▶ Work request
Only the lines from the one containing "only stores the" through the end of the data belong in the answer; reproduce them exactly.

▶ Data to examine
* * * * * * *

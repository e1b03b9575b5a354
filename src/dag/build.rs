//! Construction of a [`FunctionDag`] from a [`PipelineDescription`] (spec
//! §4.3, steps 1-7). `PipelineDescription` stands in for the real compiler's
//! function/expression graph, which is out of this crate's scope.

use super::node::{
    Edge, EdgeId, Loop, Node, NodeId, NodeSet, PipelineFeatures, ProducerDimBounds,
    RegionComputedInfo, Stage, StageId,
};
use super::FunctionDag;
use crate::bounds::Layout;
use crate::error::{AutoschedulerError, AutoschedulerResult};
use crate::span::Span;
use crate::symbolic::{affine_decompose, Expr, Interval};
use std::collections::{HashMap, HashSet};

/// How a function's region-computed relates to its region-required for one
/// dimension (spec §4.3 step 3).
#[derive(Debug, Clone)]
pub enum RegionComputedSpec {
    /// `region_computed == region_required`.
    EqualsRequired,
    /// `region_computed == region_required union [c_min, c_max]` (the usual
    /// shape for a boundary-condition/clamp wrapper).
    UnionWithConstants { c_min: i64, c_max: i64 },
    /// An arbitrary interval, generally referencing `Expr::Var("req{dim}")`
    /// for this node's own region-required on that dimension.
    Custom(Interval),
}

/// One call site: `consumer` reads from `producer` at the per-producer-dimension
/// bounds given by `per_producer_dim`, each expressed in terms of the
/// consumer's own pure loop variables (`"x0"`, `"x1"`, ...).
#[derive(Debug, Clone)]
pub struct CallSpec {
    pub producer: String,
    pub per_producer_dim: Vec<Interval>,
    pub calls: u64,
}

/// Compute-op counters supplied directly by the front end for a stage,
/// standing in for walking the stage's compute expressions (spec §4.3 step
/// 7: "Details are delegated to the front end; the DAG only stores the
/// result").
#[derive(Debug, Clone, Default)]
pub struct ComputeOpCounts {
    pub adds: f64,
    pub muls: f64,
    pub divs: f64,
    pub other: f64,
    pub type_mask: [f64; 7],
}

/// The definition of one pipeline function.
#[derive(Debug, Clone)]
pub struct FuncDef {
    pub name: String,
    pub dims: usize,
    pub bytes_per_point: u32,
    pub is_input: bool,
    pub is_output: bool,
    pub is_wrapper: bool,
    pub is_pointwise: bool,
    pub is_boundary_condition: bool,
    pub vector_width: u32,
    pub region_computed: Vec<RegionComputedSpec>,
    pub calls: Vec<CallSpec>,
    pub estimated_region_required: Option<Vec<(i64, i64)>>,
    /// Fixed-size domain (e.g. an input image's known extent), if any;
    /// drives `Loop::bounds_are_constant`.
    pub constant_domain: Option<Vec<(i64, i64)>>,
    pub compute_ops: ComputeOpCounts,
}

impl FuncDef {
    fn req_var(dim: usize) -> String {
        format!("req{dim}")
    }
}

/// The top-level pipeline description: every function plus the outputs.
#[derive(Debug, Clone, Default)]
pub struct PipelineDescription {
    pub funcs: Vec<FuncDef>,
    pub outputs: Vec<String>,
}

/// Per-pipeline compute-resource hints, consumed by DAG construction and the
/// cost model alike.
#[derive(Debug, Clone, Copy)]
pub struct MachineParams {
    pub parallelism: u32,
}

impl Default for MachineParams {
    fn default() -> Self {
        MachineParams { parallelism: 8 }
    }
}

* * * * * * *

▶ Result
/// 7: "Details are delegated to the front end; the DAG only stores the
/// result").
#[derive(Debug, Clone, Default)]
pub struct ComputeOpCounts {
    pub adds: f64,
    pub muls: f64,
    pub divs: f64,
    pub other: f64,
    pub type_mask: [f64; 7],
}

/// The definition of one pipeline function.
#[derive(Debug, Clone)]
pub struct FuncDef {
    pub name: String,
    pub dims: usize,
    pub bytes_per_point: u32,
    pub is_input: bool,
    pub is_output: bool,
    pub is_wrapper: bool,
    pub is_pointwise: bool,
    pub is_boundary_condition: bool,
    pub vector_width: u32,
    pub region_computed: Vec<RegionComputedSpec>,
    pub calls: Vec<CallSpec>,
    pub estimated_region_required: Option<Vec<(i64, i64)>>,
    /// Fixed-size domain (e.g. an input image's known extent), if any;
    /// drives `Loop::bounds_are_constant`.
    pub constant_domain: Option<Vec<(i64, i64)>>,
    pub compute_ops: ComputeOpCounts,
}

impl FuncDef {
    fn req_var(dim: usize) -> String {
        format!("req{dim}")
    }
}

/// The top-level pipeline description: every function plus the outputs.
#[derive(Debug, Clone, Default)]
pub struct PipelineDescription {
    pub funcs: Vec<FuncDef>,
    pub outputs: Vec<String>,
}

/// Per-pipeline compute-resource hints, consumed by DAG construction and the
/// cost model alike.
#[derive(Debug, Clone, Copy)]
pub struct MachineParams {
    pub parallelism: u32,
}

impl Default for MachineParams {
    fn default() -> Self {
        MachineParams { parallelism: 8 }
    }
}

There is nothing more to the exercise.